Es stellt sich die Frage, ob es irgendwo ein Ende der fortgesetzten Tabubrüche und Brüche mit der eigenen Programmatik gibt. In diesem Sinn fragte Jürgen Elsässer für die Junge Welt Marian Krüger, Mitglied der Linkspartei im Abgeordnetenhaus: "Wo verläuft für die Linkspartei.PDS der Rubikon, den sie nicht überschreiten wird? Welche soziale Kürzungen würde sie nicht mittragen?" Antwort Krüger: "Falsche Frage. Der Rubikon verläuft in Italien. Wir aber sind in Berlin. Es ist absurd, Regierungspolitik über Ausstiegsszenarien zu definieren." Dass diese Position auch in der WASG geteilt wird, machte Oskar Lafontaine auf dem Landesparteitag der Linkspartei Berlin am 4.Dezember deutlich, wo er ausdrücklich das rot-rote Bündnis in Berlin verteidigte und erklärte, dieses habe "angesichts knapper Kassen soziale Errungenschaften verteidigt und erstritten".

Zurichtung

In Berlin droht eine Entwicklung, die für die gesamte bundesdeutsche Linke negative Folgen hat. Eine junge Partei mit 11.000 Mitgliedern, die WASG, die ein wichtiges soziales Protestpotenzial und eine Linksdifferenzierung zum Ausdruck bringt, wird zur Anpassungspartei zugerichtet. Am exponierten Ort soll der Linken ein weiteres Mal TINA demonstriert werden: There is no alternative - es gibt keine Alternative zu Sozialabbau und Privatisierung. Eine Hoffnung von Hunderttausenden Menschen - auf eine neue linke Einheit im Interesse von Lohnabhängigen, Erwerbslosen und sozialen Bewegungen - wird schwer beschädigt: Die Einheit soll unter stillem Zwang herbeigeführt werden, gleichzeitig aber soll eine hierarchische Partei entstehen, die im herrschenden System die klassische Funktion übernimmt, Proteste zu kanalisieren.

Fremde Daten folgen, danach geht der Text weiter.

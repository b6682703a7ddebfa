//! Logging shim: forwards to `defmt` or `log` depending on the enabled feature, and swallows the
//! arguments when neither is enabled.
#![allow(unused_macros)]

macro_rules! trace {
    ($s:literal $(, $x:expr)* $(,)?) => {
        {
            #[cfg(feature = "defmt")]
            ::defmt::trace!($s $(, $x)*);
            #[cfg(feature = "log")]
            ::log::trace!($s $(, $x)*);
            #[cfg(not(any(feature = "defmt", feature = "log")))]
            let _ = ($( & $x ),*);
        }
    };
}

macro_rules! debug {
    ($s:literal $(, $x:expr)* $(,)?) => {
        {
            #[cfg(feature = "defmt")]
            ::defmt::debug!($s $(, $x)*);
            #[cfg(feature = "log")]
            ::log::debug!($s $(, $x)*);
            #[cfg(not(any(feature = "defmt", feature = "log")))]
            let _ = ($( & $x ),*);
        }
    };
}

macro_rules! info {
    ($s:literal $(, $x:expr)* $(,)?) => {
        {
            #[cfg(feature = "defmt")]
            ::defmt::info!($s $(, $x)*);
            #[cfg(feature = "log")]
            ::log::info!($s $(, $x)*);
            #[cfg(not(any(feature = "defmt", feature = "log")))]
            let _ = ($( & $x ),*);
        }
    };
}

macro_rules! warn {
    ($s:literal $(, $x:expr)* $(,)?) => {
        {
            #[cfg(feature = "defmt")]
            ::defmt::warn!($s $(, $x)*);
            #[cfg(feature = "log")]
            ::log::warn!($s $(, $x)*);
            #[cfg(not(any(feature = "defmt", feature = "log")))]
            let _ = ($( & $x ),*);
        }
    };
}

Im Berliner Tagesspiegel (4.12.) wurde dies wie folgt kommentiert: "Die Linkspartei.PDS spielt ein doppeltes Spiel. Und das ist richtig so, denn die Partei hat eine wichtige Funktion im Parteiensystem. Wo sie nicht regiert, wie im Bund, bündelt sie Oppositionskräfte und vertritt jene, die sich durch andere nicht vertreten fühlen. Wo sie mitregiert, wie in Berlin, dient sie als soziales Korrektiv und vermittelt die Politik auch gegenüber Bevölkerungsgruppen, die mit den Folgen unzufrieden sind."

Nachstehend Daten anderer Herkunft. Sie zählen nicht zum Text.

use once_cell::sync::Lazy;
use std::borrow::Cow;
use std::collections::HashMap;

/// The LAN protocol doesn't report a color temperature range; this is
/// the range the vendor app assumes for LAN-only control.
pub const DEFAULT_COLOR_TEMP_RANGE: (u32, u32) = (2000, 9000);

/// Per-SKU facts that are not discoverable through the APIs.
/// Category-specific behavior lives here as data; there is exactly one
/// device implementation regardless of SKU.
#[derive(Clone, Debug)]
pub struct Quirk {
    pub sku: Cow<'static, str>,
    pub lan_api_capable: bool,
    pub color_temp_range: (u32, u32),
}

impl Quirk {
    pub fn light<SKU: Into<Cow<'static, str>>>(sku: SKU) -> Self {
        Quirk {
            sku: sku.into(),
            lan_api_capable: false,
            color_temp_range: DEFAULT_COLOR_TEMP_RANGE,
        }
    }

    pub fn with_lan_api(mut self) -> Self {
        self.lan_api_capable = true;
        self
    }

    pub fn lan_api_capable_light(sku: &'static str) -> Self {
        Self::light(sku).with_lan_api()
    }
}

static QUIRKS: Lazy<HashMap<String, Quirk>> = Lazy::new(load_quirks);

fn load_quirks() -> HashMap<String, Quirk> {
    let mut map = HashMap::new();
    for quirk in [
        // Lights from the list of LAN API enabled devices
        // at <https://app-h5.govee.com/user-manual/wlan-guide>
        Quirk::lan_api_capable_light("H6046"),
        Quirk::lan_api_capable_light("H6054"),
        Quirk::lan_api_capable_light("H6072"),
        Quirk::lan_api_capable_light("H610A"),
        Quirk::lan_api_capable_light("H6117"),
        Quirk::lan_api_capable_light("H6144"),
        Quirk::lan_api_capable_light("H615A"),
        Quirk::lan_api_capable_light("H615C"),
        Quirk::lan_api_capable_light("H6159"),
        Quirk::lan_api_capable_light("H618A"),
        Quirk::lan_api_capable_light("H619A"),
        Quirk::lan_api_capable_light("H619B"),
        Quirk::lan_api_capable_light("H619C"),
        Quirk::lan_api_capable_light("H61A2"),
        Quirk::lan_api_capable_light("H7060"),
        Quirk::light("H6143"),
        Quirk::light("H6199"),
        Quirk::light("H6602"),
    ] {
        map.insert(quirk.sku.to_string(), quirk);
    }

    map
}

pub fn resolve_quirk(sku: &str) -> Option<&'static Quirk> {
    QUIRKS.get(sku)
}

#[cfg(test)]
mod test {
    use super::*;

    #[test]
    fn lookup() {
        assert!(resolve_quirk("H619C").unwrap().lan_api_capable);
        assert!(!resolve_quirk("H6199").unwrap().lan_api_capable);
        assert!(resolve_quirk("H0000").is_none());
    }
}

*Die Zitate sind dem Wahlprogramm der Linken.PDS entnommen, wie es auf dem Parteitag am 27.8.2005 beschlossen wurde. Dieses - im Wahlkampf kaum noch wirksame - Programm unterschied sich in manchen Passagen (meist positiv) von dem im Wahlkampf breit verteilten "vom Parteivorstand am 16. Juli 2005 beschlossenen Entwurf" für ein Wahlprogramm.